Information supplied START

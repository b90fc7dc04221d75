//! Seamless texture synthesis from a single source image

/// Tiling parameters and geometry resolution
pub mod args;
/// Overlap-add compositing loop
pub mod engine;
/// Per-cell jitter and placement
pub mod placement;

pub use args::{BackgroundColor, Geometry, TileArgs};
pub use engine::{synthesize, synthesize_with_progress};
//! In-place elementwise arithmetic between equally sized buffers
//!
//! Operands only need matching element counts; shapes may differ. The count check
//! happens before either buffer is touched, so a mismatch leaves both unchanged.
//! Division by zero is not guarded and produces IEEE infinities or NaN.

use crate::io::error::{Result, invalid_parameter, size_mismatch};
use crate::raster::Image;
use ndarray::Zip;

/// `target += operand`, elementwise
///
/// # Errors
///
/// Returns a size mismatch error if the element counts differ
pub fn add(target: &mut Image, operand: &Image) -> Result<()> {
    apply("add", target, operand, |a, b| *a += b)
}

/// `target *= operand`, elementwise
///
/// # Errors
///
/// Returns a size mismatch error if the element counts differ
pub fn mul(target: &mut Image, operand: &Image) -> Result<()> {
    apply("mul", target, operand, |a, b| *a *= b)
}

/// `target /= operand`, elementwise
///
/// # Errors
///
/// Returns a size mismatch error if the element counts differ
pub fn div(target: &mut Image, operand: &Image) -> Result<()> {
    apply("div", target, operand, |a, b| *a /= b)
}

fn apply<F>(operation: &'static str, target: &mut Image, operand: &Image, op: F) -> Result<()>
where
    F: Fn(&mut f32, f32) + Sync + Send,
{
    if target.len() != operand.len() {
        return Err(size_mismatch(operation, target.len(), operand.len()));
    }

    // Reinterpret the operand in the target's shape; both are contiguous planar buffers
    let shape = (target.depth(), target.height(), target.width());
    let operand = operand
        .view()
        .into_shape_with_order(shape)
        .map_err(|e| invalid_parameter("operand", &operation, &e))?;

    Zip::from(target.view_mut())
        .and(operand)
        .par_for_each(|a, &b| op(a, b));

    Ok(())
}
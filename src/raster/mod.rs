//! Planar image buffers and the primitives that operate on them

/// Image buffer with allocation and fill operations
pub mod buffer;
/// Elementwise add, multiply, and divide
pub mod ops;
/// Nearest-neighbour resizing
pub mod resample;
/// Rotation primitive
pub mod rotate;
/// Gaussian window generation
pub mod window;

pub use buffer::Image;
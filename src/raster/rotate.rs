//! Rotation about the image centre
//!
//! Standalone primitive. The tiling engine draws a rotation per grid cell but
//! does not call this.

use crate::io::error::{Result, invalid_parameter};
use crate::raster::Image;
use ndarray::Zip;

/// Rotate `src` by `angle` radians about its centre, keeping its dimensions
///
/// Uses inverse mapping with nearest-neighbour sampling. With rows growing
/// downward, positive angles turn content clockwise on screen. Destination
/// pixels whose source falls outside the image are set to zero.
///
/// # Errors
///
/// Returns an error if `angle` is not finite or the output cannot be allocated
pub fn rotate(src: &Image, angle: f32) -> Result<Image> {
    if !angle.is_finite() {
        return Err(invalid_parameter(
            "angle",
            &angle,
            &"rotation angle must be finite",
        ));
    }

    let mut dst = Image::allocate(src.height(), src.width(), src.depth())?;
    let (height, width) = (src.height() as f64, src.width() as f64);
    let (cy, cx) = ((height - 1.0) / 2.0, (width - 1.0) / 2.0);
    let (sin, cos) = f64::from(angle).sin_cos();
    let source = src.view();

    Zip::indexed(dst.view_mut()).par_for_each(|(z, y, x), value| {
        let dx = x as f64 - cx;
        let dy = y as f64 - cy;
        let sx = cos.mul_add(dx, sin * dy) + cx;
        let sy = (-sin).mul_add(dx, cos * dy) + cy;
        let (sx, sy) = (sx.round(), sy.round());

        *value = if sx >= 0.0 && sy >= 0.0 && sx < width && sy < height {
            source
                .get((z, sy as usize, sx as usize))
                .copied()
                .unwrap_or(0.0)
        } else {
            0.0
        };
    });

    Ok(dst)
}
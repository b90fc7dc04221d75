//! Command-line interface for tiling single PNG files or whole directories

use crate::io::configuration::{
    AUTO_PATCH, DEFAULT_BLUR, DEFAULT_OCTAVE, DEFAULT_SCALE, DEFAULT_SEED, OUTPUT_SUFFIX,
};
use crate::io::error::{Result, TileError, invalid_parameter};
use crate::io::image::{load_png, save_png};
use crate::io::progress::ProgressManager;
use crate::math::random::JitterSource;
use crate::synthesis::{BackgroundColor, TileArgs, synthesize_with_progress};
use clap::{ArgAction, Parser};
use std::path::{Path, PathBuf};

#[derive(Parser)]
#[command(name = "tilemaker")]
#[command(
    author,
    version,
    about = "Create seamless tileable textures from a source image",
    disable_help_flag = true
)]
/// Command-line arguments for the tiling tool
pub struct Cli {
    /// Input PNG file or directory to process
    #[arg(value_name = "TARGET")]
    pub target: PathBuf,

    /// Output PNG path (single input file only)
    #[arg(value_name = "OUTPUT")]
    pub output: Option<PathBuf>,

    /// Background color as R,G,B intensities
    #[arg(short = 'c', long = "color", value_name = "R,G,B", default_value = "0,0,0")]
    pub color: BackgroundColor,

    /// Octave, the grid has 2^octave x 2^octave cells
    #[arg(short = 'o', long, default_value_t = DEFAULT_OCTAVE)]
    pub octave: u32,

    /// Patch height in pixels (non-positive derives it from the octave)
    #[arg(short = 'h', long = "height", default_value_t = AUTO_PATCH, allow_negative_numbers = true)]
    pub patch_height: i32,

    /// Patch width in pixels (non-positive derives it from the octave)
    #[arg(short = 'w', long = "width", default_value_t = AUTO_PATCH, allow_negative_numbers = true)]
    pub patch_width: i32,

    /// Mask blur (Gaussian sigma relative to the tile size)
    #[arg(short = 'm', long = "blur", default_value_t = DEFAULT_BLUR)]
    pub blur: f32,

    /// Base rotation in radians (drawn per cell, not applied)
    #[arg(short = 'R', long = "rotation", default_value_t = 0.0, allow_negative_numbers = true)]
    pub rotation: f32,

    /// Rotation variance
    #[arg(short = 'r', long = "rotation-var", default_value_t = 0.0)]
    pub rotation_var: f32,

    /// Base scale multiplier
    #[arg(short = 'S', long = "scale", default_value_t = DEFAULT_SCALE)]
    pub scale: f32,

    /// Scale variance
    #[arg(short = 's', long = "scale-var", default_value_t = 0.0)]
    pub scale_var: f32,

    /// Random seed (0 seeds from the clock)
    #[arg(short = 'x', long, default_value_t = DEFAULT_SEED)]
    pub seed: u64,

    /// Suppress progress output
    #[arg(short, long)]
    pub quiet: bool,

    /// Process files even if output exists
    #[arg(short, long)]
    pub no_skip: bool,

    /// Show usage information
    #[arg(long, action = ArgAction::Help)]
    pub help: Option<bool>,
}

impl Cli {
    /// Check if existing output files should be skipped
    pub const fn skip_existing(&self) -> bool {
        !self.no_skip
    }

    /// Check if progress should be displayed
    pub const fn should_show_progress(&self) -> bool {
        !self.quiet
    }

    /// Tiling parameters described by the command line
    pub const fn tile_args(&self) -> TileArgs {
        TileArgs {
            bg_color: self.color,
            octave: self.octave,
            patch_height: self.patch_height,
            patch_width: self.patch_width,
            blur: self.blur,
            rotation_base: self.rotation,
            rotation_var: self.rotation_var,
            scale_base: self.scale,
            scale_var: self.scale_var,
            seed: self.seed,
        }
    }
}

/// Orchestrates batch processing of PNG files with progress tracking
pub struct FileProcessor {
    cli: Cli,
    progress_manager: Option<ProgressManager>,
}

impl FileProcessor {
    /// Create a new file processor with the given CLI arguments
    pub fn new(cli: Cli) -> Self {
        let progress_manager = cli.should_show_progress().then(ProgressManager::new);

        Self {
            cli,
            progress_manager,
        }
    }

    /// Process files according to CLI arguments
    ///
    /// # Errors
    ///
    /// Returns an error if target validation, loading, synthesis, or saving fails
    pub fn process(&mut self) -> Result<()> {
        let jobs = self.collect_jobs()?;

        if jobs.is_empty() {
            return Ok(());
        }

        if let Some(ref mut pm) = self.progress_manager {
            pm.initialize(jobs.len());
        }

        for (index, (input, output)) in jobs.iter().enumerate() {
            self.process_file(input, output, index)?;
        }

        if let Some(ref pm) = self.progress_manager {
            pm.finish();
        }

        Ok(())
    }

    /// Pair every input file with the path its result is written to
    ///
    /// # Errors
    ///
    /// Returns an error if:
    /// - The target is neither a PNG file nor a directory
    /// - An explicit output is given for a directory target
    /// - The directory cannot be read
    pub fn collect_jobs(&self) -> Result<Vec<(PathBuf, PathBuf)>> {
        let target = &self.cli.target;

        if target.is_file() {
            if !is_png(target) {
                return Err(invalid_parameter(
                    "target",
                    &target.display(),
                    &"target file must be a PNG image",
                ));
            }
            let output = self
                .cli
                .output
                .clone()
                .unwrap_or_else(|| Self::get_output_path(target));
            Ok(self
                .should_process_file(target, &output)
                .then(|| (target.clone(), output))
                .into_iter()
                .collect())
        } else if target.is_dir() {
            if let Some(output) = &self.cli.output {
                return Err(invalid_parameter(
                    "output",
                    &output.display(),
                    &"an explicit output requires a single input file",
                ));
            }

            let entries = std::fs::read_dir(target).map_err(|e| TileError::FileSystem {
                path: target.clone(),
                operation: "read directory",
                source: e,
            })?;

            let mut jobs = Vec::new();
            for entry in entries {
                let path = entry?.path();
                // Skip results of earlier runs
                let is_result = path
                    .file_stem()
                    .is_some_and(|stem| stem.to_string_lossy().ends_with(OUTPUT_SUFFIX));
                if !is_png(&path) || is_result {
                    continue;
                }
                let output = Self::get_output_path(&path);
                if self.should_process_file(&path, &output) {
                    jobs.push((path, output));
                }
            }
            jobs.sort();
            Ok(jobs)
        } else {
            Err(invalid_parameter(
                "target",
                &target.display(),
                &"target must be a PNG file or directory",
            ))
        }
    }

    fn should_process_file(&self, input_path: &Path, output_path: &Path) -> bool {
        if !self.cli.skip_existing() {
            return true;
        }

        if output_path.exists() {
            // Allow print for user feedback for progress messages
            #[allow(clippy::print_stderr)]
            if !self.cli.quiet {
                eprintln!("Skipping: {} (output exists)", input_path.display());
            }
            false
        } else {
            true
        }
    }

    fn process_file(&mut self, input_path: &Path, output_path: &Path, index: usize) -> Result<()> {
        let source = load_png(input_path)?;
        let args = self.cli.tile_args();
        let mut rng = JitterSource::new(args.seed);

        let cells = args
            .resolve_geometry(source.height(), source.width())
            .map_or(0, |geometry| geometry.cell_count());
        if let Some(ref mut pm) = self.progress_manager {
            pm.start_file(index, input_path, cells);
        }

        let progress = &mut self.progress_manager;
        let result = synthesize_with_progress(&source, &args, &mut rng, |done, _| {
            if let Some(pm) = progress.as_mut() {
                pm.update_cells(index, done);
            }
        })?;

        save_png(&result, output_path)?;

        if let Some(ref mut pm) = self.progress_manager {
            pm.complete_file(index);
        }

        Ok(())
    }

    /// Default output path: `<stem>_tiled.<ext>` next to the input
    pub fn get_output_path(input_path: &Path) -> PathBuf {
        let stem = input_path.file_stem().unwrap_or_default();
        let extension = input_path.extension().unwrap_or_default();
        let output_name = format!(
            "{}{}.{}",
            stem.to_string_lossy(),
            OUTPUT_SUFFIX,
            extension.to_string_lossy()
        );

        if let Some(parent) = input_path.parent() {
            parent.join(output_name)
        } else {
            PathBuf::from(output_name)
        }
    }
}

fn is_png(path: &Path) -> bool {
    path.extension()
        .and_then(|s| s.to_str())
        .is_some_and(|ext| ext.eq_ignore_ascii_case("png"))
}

Information supplied END

Aim of the exercise:
A single number is expected here: the count of lines in the material above with "parent" in them.

Your response:
2